Jek s’engouffra dans la première bouche et eut la sensation d’être happé par un flot d’énergie infinie. Pendant un temps qu’il aurait été incapable d’évaluer, il fusa sur les courants d’éther, éprouvant une jouissance indescriptible. Son corps ne fut plus qu’un principe brûlant, volatil, fluide, et après que l’eut effleuré une ultime pensée pour une adorable petite peste du nom de Yelle, il perdit toute notion d’espace et de temps.
*
Le Scaythe Kyax des échelons supérieurs, vêtu de l’acaba rouge de la sainte Inquisition, s’efforçait de ne pas perdre de vue la petite silhouette qui se faufilait agilement entre les étals du marché de Rakamel. Il aurait été plus simple de la laisser prendre de l’avance et de suivre à distance son empreinte mentale, mais Kyax s’avérait incapable d’entrer dans son esprit.
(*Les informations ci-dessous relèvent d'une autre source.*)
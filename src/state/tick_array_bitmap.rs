//! Tick Array Bitmap
//!
//! One bit per tick array of a pool, set while the array holds at least one
//! initialized tick. Swaps use it to jump over empty arrays without loading
//! them. Array index `start_tick_index / (TICK_ARRAY_SIZE * tick_spacing)` is
//! stored at bit `index + BITMAP_OFFSET`, covering negative and positive
//! indices in a single bitmap.

use borsh::{BorshDeserialize, BorshSerialize};
use solana_program::pubkey::Pubkey;

use crate::{constants::TICK_ARRAY_BITMAP_SIZE, error::ClmmError, state::TickArrayState};

const TOTAL_BITS: i32 = TICK_ARRAY_BITMAP_SIZE as i32 * 64;
const BITMAP_OFFSET: i32 = TOTAL_BITS / 2;

#[derive(BorshSerialize, BorshDeserialize, Debug, Clone, PartialEq)]
pub struct TickArrayBitmap {
    pub is_initialized: bool,
    pub pool_id: Pubkey,
    pub bitmap: Vec<u64>,
}

impl TickArrayBitmap {
    pub fn get_packed_len() -> usize {
        1 +  // is_initialized
        32 + // pool_id
        4 + 8 * TICK_ARRAY_BITMAP_SIZE // bitmap
    }

    pub fn new(pool_id: Pubkey) -> Self {
        Self {
            is_initialized: true,
            pool_id,
            bitmap: vec![0; TICK_ARRAY_BITMAP_SIZE],
        }
    }

    fn bit_position(start_tick_index: i32, tick_spacing: u16) -> Result<usize, ClmmError> {
        if !TickArrayState::check_is_valid_start_index(start_tick_index, tick_spacing) {
            return Err(ClmmError::InvalidTickArray);
        }
        let position = start_tick_index / TickArrayState::tick_count(tick_spacing) + BITMAP_OFFSET;
        if !(0..TOTAL_BITS).contains(&position) {
            return Err(ClmmError::InvalidTickArray);
        }
        Ok(position as usize)
    }

    fn start_index_of(position: usize, tick_spacing: u16) -> i32 {
        (position as i32 - BITMAP_OFFSET) * TickArrayState::tick_count(tick_spacing)
    }

    fn word(&self, index: usize) -> Result<u64, ClmmError> {
        self.bitmap
            .get(index)
            .copied()
            .ok_or(ClmmError::InvalidTickArrayBitmap)
    }

    /// Toggles the bit of the array starting at `start_tick_index`.
    pub fn flip(&mut self, start_tick_index: i32, tick_spacing: u16) -> Result<(), ClmmError> {
        let position = Self::bit_position(start_tick_index, tick_spacing)?;
        let word = self
            .bitmap
            .get_mut(position / 64)
            .ok_or(ClmmError::InvalidTickArrayBitmap)?;
        *word ^= 1u64 << (position % 64);
        Ok(())
    }

    pub fn is_initialized(&self, start_tick_index: i32, tick_spacing: u16) -> Result<bool, ClmmError> {
        let position = Self::bit_position(start_tick_index, tick_spacing)?;
        Ok(self.word(position / 64)? & (1u64 << (position % 64)) != 0)
    }

    /// Start index of the nearest array with initialized ticks, strictly below
    /// `start_tick_index` when `zero_for_one`, strictly above otherwise.
    pub fn next_initialized_array_start(
        &self,
        start_tick_index: i32,
        tick_spacing: u16,
        zero_for_one: bool,
    ) -> Result<Option<i32>, ClmmError> {
        let position = Self::bit_position(start_tick_index, tick_spacing)?;
        let found = if zero_for_one {
            self.prev_set_bit(position)?
        } else {
            self.next_set_bit(position)?
        };
        Ok(found.map(|p| Self::start_index_of(p, tick_spacing)))
    }

    /// Highest set bit strictly below `position`.
    fn prev_set_bit(&self, position: usize) -> Result<Option<usize>, ClmmError> {
        if position == 0 {
            return Ok(None);
        }
        let last = position - 1;
        let mut word_index = last / 64;
        let bit = last % 64;
        let mask = if bit == 63 { u64::MAX } else { (1u64 << (bit + 1)) - 1 };
        let mut word = self.word(word_index)? & mask;
        loop {
            if word != 0 {
                return Ok(Some(word_index * 64 + 63 - word.leading_zeros() as usize));
            }
            if word_index == 0 {
                return Ok(None);
            }
            word_index -= 1;
            word = self.word(word_index)?;
        }
    }

    /// Lowest set bit strictly above `position`.
    fn next_set_bit(&self, position: usize) -> Result<Option<usize>, ClmmError> {
        let first = position + 1;
        if first >= TOTAL_BITS as usize {
            return Ok(None);
        }
        let mut word_index = first / 64;
        let mut word = self.word(word_index)? & (u64::MAX << (first % 64));
        loop {
            if word != 0 {
                return Ok(Some(word_index * 64 + word.trailing_zeros() as usize));
            }
            word_index += 1;
            if word_index >= TICK_ARRAY_BITMAP_SIZE {
                return Ok(None);
            }
            word = self.word(word_index)?;
        }
    }
}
L’attention du Scaythe avait d’abord été attirée par l’étrange accoutrement de l’enfant, vêtu d’une tunique et d’un pantalon de coton inusuels sur Ut-Gen. Or le contrôle exercé par l’Église du Kreuz et les Scaythes lecteurs sur les déremats des compagnies de transfert rendait les voyages difficiles entre les planètes de l’Ang’empire, et un garçon de douze ans ne serait pas parvenu à forcer le triple barrage dressé par les vérificateurs mentaux, financiers et physiques. Peut-être aurait-il pu recourir aux services d’un réseau clandestin, mais à en juger par sa tenue sale et chiffonnée, il ne venait pas d’une famille aisée et les transferts pirates coûtaient de véritables fortunes. Bien qu’il portât des vêtements étrangers, il semblait connaître parfaitement le centre d’Anjor car il enfilait les rues sans la moindre hésitation.
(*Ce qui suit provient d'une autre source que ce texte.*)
//! Input Validation Utilities
//!
//! Account checks shared by the processors, and loaders that combine an owner
//! check, deserialization and the invariants of each program account.

use solana_program::{
    account_info::AccountInfo,
    entrypoint::ProgramResult,
    msg,
    program_error::ProgramError,
    program_pack::Pack,
    pubkey::Pubkey,
    system_program,
};
use spl_token::state::Account as TokenAccount;

use crate::{
    constants::TICK_ARRAY_BITMAP_SIZE,
    error::ClmmError,
    state::{ObservationState, PoolState, PositionState, TickArrayBitmap, TickArrayState},
    utils::serialization::deserialize_from_account,
};

/// Validates that an account is a signer.
pub fn validate_signer(account: &AccountInfo, context: &str) -> ProgramResult {
    if !account.is_signer {
        msg!("{} must be a signer", context);
        return Err(ProgramError::MissingRequiredSignature);
    }
    Ok(())
}

/// Validates that an account is writable.
pub fn validate_writable(account: &AccountInfo, context: &str) -> ProgramResult {
    if !account.is_writable {
        msg!("{} must be writable", context);
        return Err(ProgramError::InvalidAccountData);
    }
    Ok(())
}

pub fn validate_token_program(account: &AccountInfo) -> ProgramResult {
    if *account.key != spl_token::id() {
        msg!("Invalid token program: {}", account.key);
        return Err(ProgramError::IncorrectProgramId);
    }
    Ok(())
}

pub fn validate_system_program(account: &AccountInfo) -> ProgramResult {
    if *account.key != system_program::id() {
        msg!("Invalid system program: {}", account.key);
        return Err(ProgramError::IncorrectProgramId);
    }
    Ok(())
}

/// Validates that an account has the expected (derived) address.
pub fn validate_address(account: &AccountInfo, expected: &Pubkey, context: &str) -> ProgramResult {
    if account.key != expected {
        msg!("{} address mismatch. Expected: {}, Got: {}", context, expected, account.key);
        return Err(ProgramError::InvalidSeeds);
    }
    Ok(())
}

fn validate_program_owned(account: &AccountInfo, program_id: &Pubkey, context: &str) -> ProgramResult {
    if account.owner != program_id {
        msg!("{} {} is not owned by this program", context, account.key);
        return Err(ProgramError::IncorrectProgramId);
    }
    Ok(())
}

/// Loads an initialized pool owned by this program.
pub fn load_pool_state(program_id: &Pubkey, account: &AccountInfo) -> Result<PoolState, ProgramError> {
    validate_program_owned(account, program_id, "Pool")?;
    let pool_state: PoolState = deserialize_from_account(account)?;
    if !pool_state.is_initialized {
        msg!("Pool {} is not initialized", account.key);
        return Err(ClmmError::PoolNotInitialized.into());
    }
    Ok(pool_state)
}

/// Loads a tick array and checks it belongs to `pool_key`.
pub fn load_tick_array(
    program_id: &Pubkey,
    account: &AccountInfo,
    pool_key: &Pubkey,
) -> Result<TickArrayState, ProgramError> {
    validate_program_owned(account, program_id, "Tick array")?;
    let tick_array: TickArrayState = deserialize_from_account(account)?;
    if !tick_array.is_initialized || tick_array.pool_id != *pool_key {
        msg!("Tick array {} does not belong to pool {}", account.key, pool_key);
        return Err(ClmmError::InvalidTickArray.into());
    }
    Ok(tick_array)
}

/// Loads the tick array bitmap recorded on the pool.
pub fn load_tick_array_bitmap(
    program_id: &Pubkey,
    account: &AccountInfo,
    pool_state: &PoolState,
) -> Result<TickArrayBitmap, ProgramError> {
    if *account.key != pool_state.tick_array_bitmap {
        msg!("Tick array bitmap mismatch. Expected: {}, Got: {}", pool_state.tick_array_bitmap, account.key);
        return Err(ClmmError::InvalidTickArrayBitmap.into());
    }
    validate_program_owned(account, program_id, "Tick array bitmap")?;
    let bitmap: TickArrayBitmap = deserialize_from_account(account)?;
    if bitmap.bitmap.len() != TICK_ARRAY_BITMAP_SIZE {
        return Err(ClmmError::InvalidTickArrayBitmap.into());
    }
    Ok(bitmap)
}

/// Loads the observation account recorded on the pool.
pub fn load_observation_state(
    program_id: &Pubkey,
    account: &AccountInfo,
    pool_state: &PoolState,
) -> Result<ObservationState, ProgramError> {
    if *account.key != pool_state.observation_key {
        msg!("Observation mismatch. Expected: {}, Got: {}", pool_state.observation_key, account.key);
        return Err(ClmmError::InvalidObservation.into());
    }
    validate_program_owned(account, program_id, "Observation")?;
    deserialize_from_account(account)
}

/// Loads a position of `pool_key` and checks `owner` holds it.
pub fn load_position(
    program_id: &Pubkey,
    account: &AccountInfo,
    pool_key: &Pubkey,
    owner: &Pubkey,
) -> Result<PositionState, ProgramError> {
    validate_program_owned(account, program_id, "Position")?;
    let position: PositionState = deserialize_from_account(account)?;
    if !position.is_initialized || position.pool_id != *pool_key {
        msg!("Position {} does not belong to pool {}", account.key, pool_key);
        return Err(ClmmError::InvalidPosition.into());
    }
    if position.owner != *owner {
        msg!("Position {} is not owned by {}", account.key, owner);
        return Err(ClmmError::Unauthorized.into());
    }
    Ok(position)
}

/// Unpacks an SPL token account and checks its mint.
pub fn load_token_account(account: &AccountInfo, expected_mint: &Pubkey) -> Result<TokenAccount, ProgramError> {
    if *account.owner != spl_token::id() {
        msg!("Token account {} is not owned by the token program", account.key);
        return Err(ClmmError::InvalidTokenAccount.into());
    }
    let token_account = TokenAccount::unpack(&account.data.borrow())?;
    if token_account.mint != *expected_mint {
        msg!("Token account {} has mint {}, expected {}", account.key, token_account.mint, expected_mint);
        return Err(ClmmError::InvalidTokenAccount.into());
    }
    Ok(token_account)
}

/// Checks that a vault account is the one recorded on the pool.
pub fn validate_vault(account: &AccountInfo, expected: &Pubkey) -> ProgramResult {
    if account.key != expected {
        msg!("Vault mismatch. Expected: {}, Got: {}", expected, account.key);
        return Err(ClmmError::InvalidVault.into());
    }
    Ok(())
}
Intrigué, Kyax avait immédiatement entamé un travail de perquisition dans le cerveau de ce garçon mais il s’était heurté à une onde constante et compacte qui dressait un infranchissable rempart. Il était demeuré un long moment dans l’incapacité de prendre une décision, comme déconnecté. C’était la première fois qu’un esprit humain refusait de s’ouvrir, de lui livrer ses secrets. Il avait insisté mais la vibration s’était amplifiée et l’avait contraint à battre en retraite. Davantage que de la douleur – concept abstrait pour les Scaythes – les implants cérébraux de son encéphale avaient capté la puissance latente de cette barrière sonore : elle résonnait comme une menace pour son principe vital, et par extension pour le principe vital de tout l’Hyponéros.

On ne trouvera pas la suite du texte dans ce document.